Mirmidoni (Eschilo)

tragedia di Eschilo

Mirmidoni (in greco antico: Μυρμιδόνες?, Mirmidónes) è una tragedia di Eschilo andata quasi completamente perduta, che trattava della storia di Achille e Patroclo.

Mirmidoni
Tragedia di cui restano frammenti
Achille benda Patroclo, vaso con figure rosse del pittore di Sosia.
AutoreEschilo
Titolo originaleΜυρμιδόνες
Lingua originaleGreco antico
GenereTragedia
AmbientazioneCampo acheo davanti a Troia
Prima assolutaTeatro di Dioniso, Atene
Personaggi
Achille
Patroclo
Antiloco
Messaggero
Coro di Mirmidoni
 

Trama modifica

La tragedia si basa sul libro nono e sedicesimo dell'Iliade. Oltraggiato da Agamennone, Achille si rifiuta di combattere contro i Troiani anche dopo che il re acheo gli ha inviato un'ambasciata per convincerlo a tornare sul campo di battaglia. Anche il coro dei Mirmidoni esorta, invano, il proprio re a tornare in campo:[1]

«Vedi tu questo, glorioso Achille,
vedi tu l'afflizione operata
dalla lancia distruttrice sui Danai,
che tu hai tradito,
eppure stai seduto ozioso nella tua tendaǃ

Signor di Ftia, Achille! Perché, oh,
perché, sentendo dei massacri d'uomini
(Ahimé!) colpi di guerra, non attiri
la notte in nostro soccorso?»

Senza Achille ogni sforzo è vano, ma Diomede decide ugualmente di guidare i Greci in battaglia ed essi subiscono una dolorosa sconfitta. Commosso dallo spreco di tante vite umane, Patroclo supplica Achille di lasciarlo andare a combattere al posto suo: indosserà l'armatura di Achille e i Troiani saranno così spaventati dalla sua apparizione che scapperanno alla sua vista. Achille si lascia smuovere dalla suppliche dell'amato e acconsente al piano di Patroclo.

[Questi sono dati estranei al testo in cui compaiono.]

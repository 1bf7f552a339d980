//! Telegram HTML rendering for status-change alerts.
//!
//! Escalations (any transition into red) are marked with the 🚨 header in single
//! messages, and with a trailing `!` on the row plus a 🚨 count line in batch tables.

use std::fmt::Write;

use chrono::{DateTime, Utc};
use chrono_tz::Tz;

use crate::models::{SignalChange, Status};

const DOMINO_WIDTH: usize = 18;
const SIGNAL_WIDTH: usize = 22;
const ESCALATION_MARKER: &str = "🚨";
/// Telegram caps `sendMessage` text at 4096 characters; rows stop here to leave
/// room for the closing tag and footer lines.
const TABLE_BUDGET: usize = 3700;

const DOMINO_NAMES: &[(i32, &str)] = &[
    (1, "AI Capability Surge"),
    (2, "White-Collar Labor Shock"),
    (3, "Consumer Demand Slowdown"),
    (4, "Credit Stress"),
    (5, "SaaS Revenue Compression"),
    (6, "Market Repricing"),
];

pub fn domino_label(domino_id: i32) -> String {
    DOMINO_NAMES
        .iter()
        .find(|(id, _)| *id == domino_id)
        .map(|(_, name)| (*name).to_string())
        .unwrap_or_else(|| format!("Domino {domino_id}"))
}

pub fn status_marker(status: &str) -> &'static str {
    match status.parse::<Status>() {
        Ok(Status::Green) => "🟢",
        Ok(Status::Amber) => "🟡",
        Ok(Status::Red) => "🔴",
        Err(_) => "⚪",
    }
}

fn status_letter(status: &str) -> char {
    match status.parse::<Status>() {
        Ok(Status::Green) => 'G',
        Ok(Status::Amber) => 'A',
        Ok(Status::Red) => 'R',
        Err(_) => '?',
    }
}

fn trigger_code(trigger: &str) -> char {
    trigger
        .chars()
        .find(|c| c.is_alphanumeric())
        .map(|c| c.to_ascii_uppercase())
        .unwrap_or('?')
}

pub fn escape_html(text: &str) -> String {
    let mut escaped = String::with_capacity(text.len());
    for c in text.chars() {
        match c {
            '&' => escaped.push_str("&amp;"),
            '<' => escaped.push_str("&lt;"),
            '>' => escaped.push_str("&gt;"),
            '"' => escaped.push_str("&quot;"),
            _ => escaped.push(c),
        }
    }
    escaped
}

fn truncate(text: &str, width: usize) -> String {
    if text.chars().count() <= width {
        return text.to_string();
    }
    let mut out: String = text.chars().take(width.saturating_sub(1)).collect();
    out.push('…');
    out
}

#[derive(Debug, Clone)]
pub struct Renderer {
    timezone: Tz,
}

impl Renderer {
    pub fn new(timezone: Tz) -> Self {
        Self { timezone }
    }

    fn timestamp(&self, at: DateTime<Utc>) -> String {
        at.with_timezone(&self.timezone)
            .format("%Y-%m-%d %H:%M %Z")
            .to_string()
    }

    pub fn single(&self, change: &SignalChange) -> String {
        let mut out = String::new();
        if change.is_escalation() {
            let _ = writeln!(out, "{ESCALATION_MARKER} <b>RED ESCALATION</b>");
        } else {
            let _ = writeln!(out, "📊 <b>Signal status change</b>");
        }
        let _ = writeln!(
            out,
            "{} → {} <b>{}</b>",
            status_marker(&change.old_status),
            status_marker(&change.new_status),
            escape_html(&change.signal_name)
        );
        let _ = writeln!(out, "Domino: {}", escape_html(&domino_label(change.domino_id)));
        let _ = writeln!(
            out,
            "Status: {} → {}",
            escape_html(&change.old_status),
            escape_html(&change.new_status)
        );
        if let Some(reason) = change.reason.as_deref().filter(|r| !r.trim().is_empty()) {
            let _ = writeln!(out, "Reason: {}", escape_html(reason));
        }
        let _ = write!(
            out,
            "<i>Trigger: {} · {}</i>",
            escape_html(&change.trigger_type),
            self.timestamp(change.changed_at)
        );
        out
    }

    pub fn batch(&self, changes: &[&SignalChange]) -> String {
        let mut out = String::new();
        let _ = writeln!(out, "📊 <b>{} signal status changes</b>", changes.len());
        let _ = writeln!(out, "<pre>");
        let _ = writeln!(
            out,
            "{}",
            escape_html(&format!(
                "{:>2}  {:<dw$}  {:<sw$}  {:<3}  T",
                "#",
                "Domino",
                "Signal",
                "Δ",
                dw = DOMINO_WIDTH,
                sw = SIGNAL_WIDTH
            ))
        );
        let mut length = out.chars().count();
        let mut omitted = 0;
        for (index, change) in changes.iter().enumerate() {
            let row = format!(
                "{:>2}  {:<dw$}  {:<sw$}  {}→{}  {}{}",
                index + 1,
                truncate(&domino_label(change.domino_id), DOMINO_WIDTH),
                truncate(&change.signal_name, SIGNAL_WIDTH),
                status_letter(&change.old_status),
                status_letter(&change.new_status),
                trigger_code(&change.trigger_type),
                if change.is_escalation() { " !" } else { "" },
                dw = DOMINO_WIDTH,
                sw = SIGNAL_WIDTH
            );
            let row = escape_html(&row);
            let row_length = row.chars().count() + 1;
            if length + row_length > TABLE_BUDGET {
                omitted = changes.len() - index;
                break;
            }
            length += row_length;
            let _ = writeln!(out, "{row}");
        }
        if omitted > 0 {
            let _ = writeln!(out, "…and {omitted} more");
        }
        let _ = writeln!(out, "</pre>");

        let escalations = changes.iter().filter(|c| c.is_escalation()).count();
        if escalations > 0 {
            let plural = if escalations == 1 { "" } else { "s" };
            let _ = writeln!(
                out,
                "{ESCALATION_MARKER} <b>{escalations} red escalation{plural}</b>"
            );
        }
        if let Some(latest) = changes.iter().map(|c| c.changed_at).max() {
            let _ = write!(out, "<i>{}</i>", self.timestamp(latest));
        }
        out
    }
}

#[cfg(test)]
mod tests {
    use super::*;
    use chrono::TimeZone;
    use uuid::Uuid;

    fn change(domino_id: i32, name: &str, old: &str, new: &str) -> SignalChange {
        SignalChange {
            id: Uuid::new_v4(),
            domino_id,
            signal_name: name.to_string(),
            old_status: old.to_string(),
            new_status: new.to_string(),
            trigger_type: "cron".to_string(),
            reason: Some("Latest value \"<b>118%</b> & rising\"".to_string()),
            changed_at: Utc.with_ymd_and_hms(2026, 1, 15, 17, 30, 0).unwrap(),
        }
    }

    fn renderer() -> Renderer {
        Renderer::new(chrono_tz::America::New_York)
    }

    #[test]
    fn red_single_message_is_an_escalation() {
        let text = renderer().single(&change(4, "VIX", "amber", "red"));
        assert!(text.starts_with("🚨 <b>RED ESCALATION</b>"));
        assert!(text.contains("🟡 → 🔴"));

        let calm = renderer().single(&change(4, "VIX", "red", "amber"));
        assert!(!calm.contains(ESCALATION_MARKER));
    }

    #[test]
    fn user_text_is_escaped() {
        let text = renderer().single(&change(1, "<script>", "green", "amber"));
        assert!(text.contains("&lt;script&gt;"));
        assert!(text.contains("&quot;&lt;b&gt;118%&lt;/b&gt; &amp; rising&quot;"));
        assert!(!text.contains("<script>"));
    }

    #[test]
    fn timestamps_use_reference_zone() {
        let text = renderer().single(&change(1, "X", "green", "amber"));
        assert!(text.contains("2026-01-15 12:30 EST"), "{text}");
    }

    #[test]
    fn unknown_values_fall_back() {
        assert_eq!(domino_label(42), "Domino 42");
        assert_eq!(domino_label(5), "SaaS Revenue Compression");
        assert_eq!(status_marker("purple"), "⚪");
        assert_eq!(status_letter("purple"), '?');
        assert_eq!(trigger_code("manual"), 'M');
        assert_eq!(trigger_code(""), '?');
    }

    #[test]
    fn batch_table_truncates_and_counts_escalations() {
        let a = change(2, "Professional Services Job Openings Index", "green", "red");
        let b = change(99, "VIX", "red", "amber");
        let c = change(3, "Consumer Sentiment Index", "amber", "red");
        let text = renderer().batch(&[&a, &b, &c]);

        assert!(text.contains("<pre>"));
        assert!(text.contains("White-Collar Labo…"));
        assert!(text.contains("Professional Services…"));
        assert!(text.contains("Domino 99"));
        assert!(text.contains("G→R  C !"));
        assert!(text.contains("R→A  C\n"));
        assert!(text.contains("🚨 <b>2 red escalations</b>"));

        let rows: Vec<&str> = text.lines().filter(|l| l.contains('→')).collect();
        assert!(rows[0].starts_with(" 1"));
        assert!(rows[1].starts_with(" 2"));
        assert!(rows[2].starts_with(" 3"));
    }

    #[test]
    fn batch_without_red_has_no_escalation_line() {
        let a = change(1, "A", "green", "amber");
        let text = renderer().batch(&[&a]);
        assert!(!text.contains(ESCALATION_MARKER));
    }

    #[test]
    fn large_batches_stay_within_message_limit() {
        let changes: Vec<SignalChange> = (0..80)
            .map(|i| {
                change(
                    2,
                    &format!("Claims & Openings <{i}> Rolling Average"),
                    "green",
                    "red",
                )
            })
            .collect();
        let refs: Vec<&SignalChange> = changes.iter().collect();
        let text = renderer().batch(&refs);

        assert!(text.chars().count() <= 4096, "{} chars", text.chars().count());
        assert!(text.starts_with("📊 <b>80 signal status changes</b>"));
        assert!(text.contains("🚨 <b>80 red escalations</b>"));

        let shown = text.lines().filter(|l| l.contains('→')).count();
        let more = text
            .lines()
            .find_map(|l| l.strip_prefix("…and "))
            .and_then(|rest| rest.strip_suffix(" more"))
            .and_then(|n| n.parse::<usize>().ok())
            .unwrap();
        assert!(shown > 0);
        assert_eq!(shown + more, 80);
    }

    #[test]
    fn small_batches_are_not_cut() {
        let a = change(1, "A", "green", "amber");
        let b = change(1, "B", "green", "amber");
        let text = renderer().batch(&[&a, &b]);
        assert!(!text.contains("more"));
    }
}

Patroclo indossa l'armatura del compagno e guida i Mirmidoni in battaglia, mentre Achille resta all'accampamento e offre libagioni a Zeus per la buona riuscita del piano e perché riporti Patroclo al campo sano e salvo; Zeus accoglie la prima richiesta, ma non la seconda. Un messaggero porta ad Achille la notizia che Patroclo, dopo aver combattuto valorosamente e aver ucciso l'eroe Sarpedonte, è stato colpito a tradimento dal dio Apollo e finito da Euforbo ed Ettore. Achille piange amaramente la morte dell'amato e decide di tornare in battaglia per vendicare la morte di Patroclo.

Analisi modifica

Al contrario dell'Iliade (a cui la tragedia si ispira), l'opera di Eschilo descrive la relazione tra Achille e Patroclo come un rapporto esplicitamente omosessuale in cui Achille svolgeva il ruolo di erastès e Patroclo quello di eromenos. In uno dei frammenti rimasti, infatti, Achille parla di "unione devota delle cosce",[2] chiaro riferimento al sesso intercrurale.

La tragedia doveva essere la prima parte di una trilogia, la cosiddetta "Achilleide", composta anche dalle Nereidi e dai Frigi, conosciuta anche come il Riscatto di Ettore, anch'esse perdute.[3]

Note modifica

  1. ^ Nella parodo, parodiata da Aristofane in Rane (v. 1264 e segg.), con lo scolio relativo che completa la citazione.
  2. ^ Fr. 135 Radt.
  3. ^ Edward Christian Kopff, Ancient Greek Authors, Farmington Hills, Gale, 1997.

Bibliografia modifica

  • Antonio Garzya, Sui frammenti dei Mirmidoni di Eschilo, in Juan Antonio López Férez (a cura di), De Homero a Libanio. Estudios actuales sobre textos griegos, vol. 2, Madrid, 1995, pp. 41–56.
  • Alain Moreau, Eschyle et les tranches des repas d’Homère: la trilogie d’Achille, in "CGITA", n. 9, 1996, 3–29.
  • M. L. West, Iliad and Aethiopis on the stage: Aeschylus and son, in "Classical Quarterly", n. 50, 2000, 338–352.
  • Pantelis Michelakis, Achilles in Greek Tragedy, Cambridge, CUP, 2002, pp. 22–57.